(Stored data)
:::
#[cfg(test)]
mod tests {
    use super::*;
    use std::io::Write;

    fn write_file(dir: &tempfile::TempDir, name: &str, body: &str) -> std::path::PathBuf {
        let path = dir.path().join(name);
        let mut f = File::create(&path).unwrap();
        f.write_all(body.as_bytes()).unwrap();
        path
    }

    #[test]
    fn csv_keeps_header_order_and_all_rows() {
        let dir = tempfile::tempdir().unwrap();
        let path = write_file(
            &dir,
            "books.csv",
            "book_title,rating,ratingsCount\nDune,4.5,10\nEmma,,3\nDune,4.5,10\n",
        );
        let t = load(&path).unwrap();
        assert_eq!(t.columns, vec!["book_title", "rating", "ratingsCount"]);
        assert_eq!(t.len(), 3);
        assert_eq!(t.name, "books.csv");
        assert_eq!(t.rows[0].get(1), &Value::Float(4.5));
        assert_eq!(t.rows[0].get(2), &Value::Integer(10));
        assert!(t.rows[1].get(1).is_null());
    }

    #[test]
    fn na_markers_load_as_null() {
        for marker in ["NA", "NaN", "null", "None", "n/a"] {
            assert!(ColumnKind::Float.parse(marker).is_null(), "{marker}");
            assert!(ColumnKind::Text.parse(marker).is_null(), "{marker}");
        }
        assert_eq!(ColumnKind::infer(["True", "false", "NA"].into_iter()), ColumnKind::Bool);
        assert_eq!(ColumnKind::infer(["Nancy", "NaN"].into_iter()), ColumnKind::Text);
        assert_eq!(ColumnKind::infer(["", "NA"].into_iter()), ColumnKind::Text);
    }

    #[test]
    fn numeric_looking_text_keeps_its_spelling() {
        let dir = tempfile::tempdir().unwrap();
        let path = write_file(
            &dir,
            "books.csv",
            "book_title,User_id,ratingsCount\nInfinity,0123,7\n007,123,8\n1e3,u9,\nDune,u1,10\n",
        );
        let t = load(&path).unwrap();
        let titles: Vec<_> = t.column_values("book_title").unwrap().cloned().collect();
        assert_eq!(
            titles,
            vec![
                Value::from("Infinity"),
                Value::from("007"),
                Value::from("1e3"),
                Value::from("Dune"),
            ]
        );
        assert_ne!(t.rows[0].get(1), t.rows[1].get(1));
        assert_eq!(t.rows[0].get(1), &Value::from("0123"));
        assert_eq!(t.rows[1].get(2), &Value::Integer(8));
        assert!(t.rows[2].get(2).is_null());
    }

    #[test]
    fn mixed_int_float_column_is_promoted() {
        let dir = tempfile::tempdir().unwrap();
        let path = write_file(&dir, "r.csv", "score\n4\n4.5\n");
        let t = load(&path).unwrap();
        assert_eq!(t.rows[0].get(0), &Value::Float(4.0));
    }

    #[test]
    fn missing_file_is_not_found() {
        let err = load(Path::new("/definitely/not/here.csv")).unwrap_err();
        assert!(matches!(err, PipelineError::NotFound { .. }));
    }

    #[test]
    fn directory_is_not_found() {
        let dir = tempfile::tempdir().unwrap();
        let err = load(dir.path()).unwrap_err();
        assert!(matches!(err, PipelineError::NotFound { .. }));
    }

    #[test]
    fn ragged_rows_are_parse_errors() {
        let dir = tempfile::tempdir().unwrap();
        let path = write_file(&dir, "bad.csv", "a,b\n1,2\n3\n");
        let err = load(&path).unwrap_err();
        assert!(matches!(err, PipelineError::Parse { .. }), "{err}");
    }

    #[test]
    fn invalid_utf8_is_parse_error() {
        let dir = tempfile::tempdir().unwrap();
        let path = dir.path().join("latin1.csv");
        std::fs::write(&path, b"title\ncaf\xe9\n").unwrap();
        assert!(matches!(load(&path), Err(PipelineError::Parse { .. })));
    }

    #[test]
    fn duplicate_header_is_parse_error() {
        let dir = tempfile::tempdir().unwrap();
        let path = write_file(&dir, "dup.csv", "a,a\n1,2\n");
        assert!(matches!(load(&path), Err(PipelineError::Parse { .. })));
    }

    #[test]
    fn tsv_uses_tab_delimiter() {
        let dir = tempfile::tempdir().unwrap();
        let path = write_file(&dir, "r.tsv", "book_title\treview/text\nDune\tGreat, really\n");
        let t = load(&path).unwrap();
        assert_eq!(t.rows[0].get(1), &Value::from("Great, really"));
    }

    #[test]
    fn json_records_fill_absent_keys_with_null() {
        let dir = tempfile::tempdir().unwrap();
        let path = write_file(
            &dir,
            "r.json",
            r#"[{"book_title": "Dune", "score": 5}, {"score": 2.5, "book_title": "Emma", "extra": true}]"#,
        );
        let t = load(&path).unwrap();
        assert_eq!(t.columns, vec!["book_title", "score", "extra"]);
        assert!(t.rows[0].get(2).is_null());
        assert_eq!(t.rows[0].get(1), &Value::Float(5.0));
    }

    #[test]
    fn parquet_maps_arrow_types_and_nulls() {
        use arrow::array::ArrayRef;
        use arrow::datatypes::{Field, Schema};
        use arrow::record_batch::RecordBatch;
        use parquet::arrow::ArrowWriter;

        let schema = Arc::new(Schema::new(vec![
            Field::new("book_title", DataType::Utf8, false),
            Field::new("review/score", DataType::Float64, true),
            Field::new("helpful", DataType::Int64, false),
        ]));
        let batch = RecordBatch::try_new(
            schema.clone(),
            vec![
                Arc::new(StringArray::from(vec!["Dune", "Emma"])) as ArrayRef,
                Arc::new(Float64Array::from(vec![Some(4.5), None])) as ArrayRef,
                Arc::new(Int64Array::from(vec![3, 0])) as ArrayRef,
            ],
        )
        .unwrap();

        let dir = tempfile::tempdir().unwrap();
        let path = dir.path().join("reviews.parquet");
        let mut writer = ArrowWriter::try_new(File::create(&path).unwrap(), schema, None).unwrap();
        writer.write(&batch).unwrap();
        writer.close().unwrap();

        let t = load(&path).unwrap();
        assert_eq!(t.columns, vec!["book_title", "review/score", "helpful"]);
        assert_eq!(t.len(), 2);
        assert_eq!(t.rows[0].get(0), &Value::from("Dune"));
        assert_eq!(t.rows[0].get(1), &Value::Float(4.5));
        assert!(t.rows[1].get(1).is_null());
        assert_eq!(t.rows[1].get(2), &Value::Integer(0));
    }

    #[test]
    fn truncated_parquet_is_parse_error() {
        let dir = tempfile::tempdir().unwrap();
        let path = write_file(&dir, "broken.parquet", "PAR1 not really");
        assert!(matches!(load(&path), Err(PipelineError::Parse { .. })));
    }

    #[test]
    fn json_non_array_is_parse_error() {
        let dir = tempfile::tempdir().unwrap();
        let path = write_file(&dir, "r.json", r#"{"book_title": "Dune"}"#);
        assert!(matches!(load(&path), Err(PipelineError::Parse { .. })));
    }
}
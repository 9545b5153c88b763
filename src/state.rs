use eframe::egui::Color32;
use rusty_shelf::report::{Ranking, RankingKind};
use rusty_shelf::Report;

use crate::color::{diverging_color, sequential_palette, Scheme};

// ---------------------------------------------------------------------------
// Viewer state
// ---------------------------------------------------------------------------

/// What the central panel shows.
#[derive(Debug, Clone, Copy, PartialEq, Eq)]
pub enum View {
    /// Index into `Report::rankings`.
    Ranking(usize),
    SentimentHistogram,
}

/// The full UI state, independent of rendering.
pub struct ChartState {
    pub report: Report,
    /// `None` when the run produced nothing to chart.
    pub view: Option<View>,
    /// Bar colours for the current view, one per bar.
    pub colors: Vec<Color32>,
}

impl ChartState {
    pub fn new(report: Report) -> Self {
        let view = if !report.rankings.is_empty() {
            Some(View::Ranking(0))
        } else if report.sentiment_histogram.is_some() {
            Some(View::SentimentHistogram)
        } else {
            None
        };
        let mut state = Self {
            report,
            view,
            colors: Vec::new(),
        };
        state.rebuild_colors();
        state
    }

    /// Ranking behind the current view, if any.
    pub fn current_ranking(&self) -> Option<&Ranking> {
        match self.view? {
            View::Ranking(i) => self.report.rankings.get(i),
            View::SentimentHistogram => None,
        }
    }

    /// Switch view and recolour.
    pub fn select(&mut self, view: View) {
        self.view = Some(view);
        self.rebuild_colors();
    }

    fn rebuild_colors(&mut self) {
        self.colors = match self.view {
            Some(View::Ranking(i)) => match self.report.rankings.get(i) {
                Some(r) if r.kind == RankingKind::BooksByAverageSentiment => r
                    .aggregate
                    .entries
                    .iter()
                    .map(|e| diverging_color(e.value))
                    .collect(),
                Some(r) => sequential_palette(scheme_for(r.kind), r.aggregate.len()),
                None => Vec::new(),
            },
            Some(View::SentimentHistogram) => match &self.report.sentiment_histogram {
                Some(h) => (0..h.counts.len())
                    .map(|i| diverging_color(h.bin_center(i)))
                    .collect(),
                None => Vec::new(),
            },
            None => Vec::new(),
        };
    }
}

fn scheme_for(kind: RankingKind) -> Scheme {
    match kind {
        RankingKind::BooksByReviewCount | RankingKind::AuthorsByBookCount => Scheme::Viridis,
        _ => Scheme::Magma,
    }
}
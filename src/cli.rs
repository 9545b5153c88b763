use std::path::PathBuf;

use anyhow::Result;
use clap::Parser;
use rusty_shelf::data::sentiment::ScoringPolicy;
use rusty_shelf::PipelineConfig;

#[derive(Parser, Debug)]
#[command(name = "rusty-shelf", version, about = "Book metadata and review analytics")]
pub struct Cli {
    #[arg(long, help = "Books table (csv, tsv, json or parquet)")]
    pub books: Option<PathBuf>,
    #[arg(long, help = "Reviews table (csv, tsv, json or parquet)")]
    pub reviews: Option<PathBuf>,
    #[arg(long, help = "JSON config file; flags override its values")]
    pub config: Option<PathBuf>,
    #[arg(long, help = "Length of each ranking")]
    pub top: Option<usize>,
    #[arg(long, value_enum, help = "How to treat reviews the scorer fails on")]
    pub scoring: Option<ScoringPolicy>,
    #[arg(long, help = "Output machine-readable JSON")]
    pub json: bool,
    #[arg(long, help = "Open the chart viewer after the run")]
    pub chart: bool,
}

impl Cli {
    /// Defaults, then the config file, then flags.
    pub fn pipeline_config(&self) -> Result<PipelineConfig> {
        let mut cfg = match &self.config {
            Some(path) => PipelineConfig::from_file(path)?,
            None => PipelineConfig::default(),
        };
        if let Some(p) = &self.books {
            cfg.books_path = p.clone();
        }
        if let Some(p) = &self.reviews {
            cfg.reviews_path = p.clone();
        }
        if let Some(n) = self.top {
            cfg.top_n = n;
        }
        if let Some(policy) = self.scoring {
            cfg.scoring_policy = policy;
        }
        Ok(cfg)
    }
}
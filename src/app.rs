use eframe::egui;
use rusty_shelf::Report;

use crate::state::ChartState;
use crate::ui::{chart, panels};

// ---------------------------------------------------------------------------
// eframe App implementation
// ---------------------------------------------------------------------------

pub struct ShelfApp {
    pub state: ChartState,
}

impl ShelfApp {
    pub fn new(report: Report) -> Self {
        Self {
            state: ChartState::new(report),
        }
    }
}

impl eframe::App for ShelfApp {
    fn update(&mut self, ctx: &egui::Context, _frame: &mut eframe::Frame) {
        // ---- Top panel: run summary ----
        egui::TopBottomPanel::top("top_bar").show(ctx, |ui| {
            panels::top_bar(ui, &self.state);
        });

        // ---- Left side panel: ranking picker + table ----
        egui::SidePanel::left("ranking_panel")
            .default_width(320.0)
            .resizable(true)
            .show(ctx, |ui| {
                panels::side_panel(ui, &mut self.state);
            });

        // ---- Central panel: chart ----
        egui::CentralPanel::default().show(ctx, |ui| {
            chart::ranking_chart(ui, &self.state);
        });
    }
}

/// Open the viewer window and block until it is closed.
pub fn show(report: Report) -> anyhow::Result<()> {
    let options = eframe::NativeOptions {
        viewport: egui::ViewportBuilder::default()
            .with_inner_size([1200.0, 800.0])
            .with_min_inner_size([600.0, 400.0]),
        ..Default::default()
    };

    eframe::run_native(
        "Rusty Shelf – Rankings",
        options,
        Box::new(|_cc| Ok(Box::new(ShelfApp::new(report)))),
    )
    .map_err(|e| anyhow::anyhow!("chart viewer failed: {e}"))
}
:::
== What you need to do ==
Answer with the count alone: how many lines in the data above have "Integer" in them?

== Answer to the exercise ==
3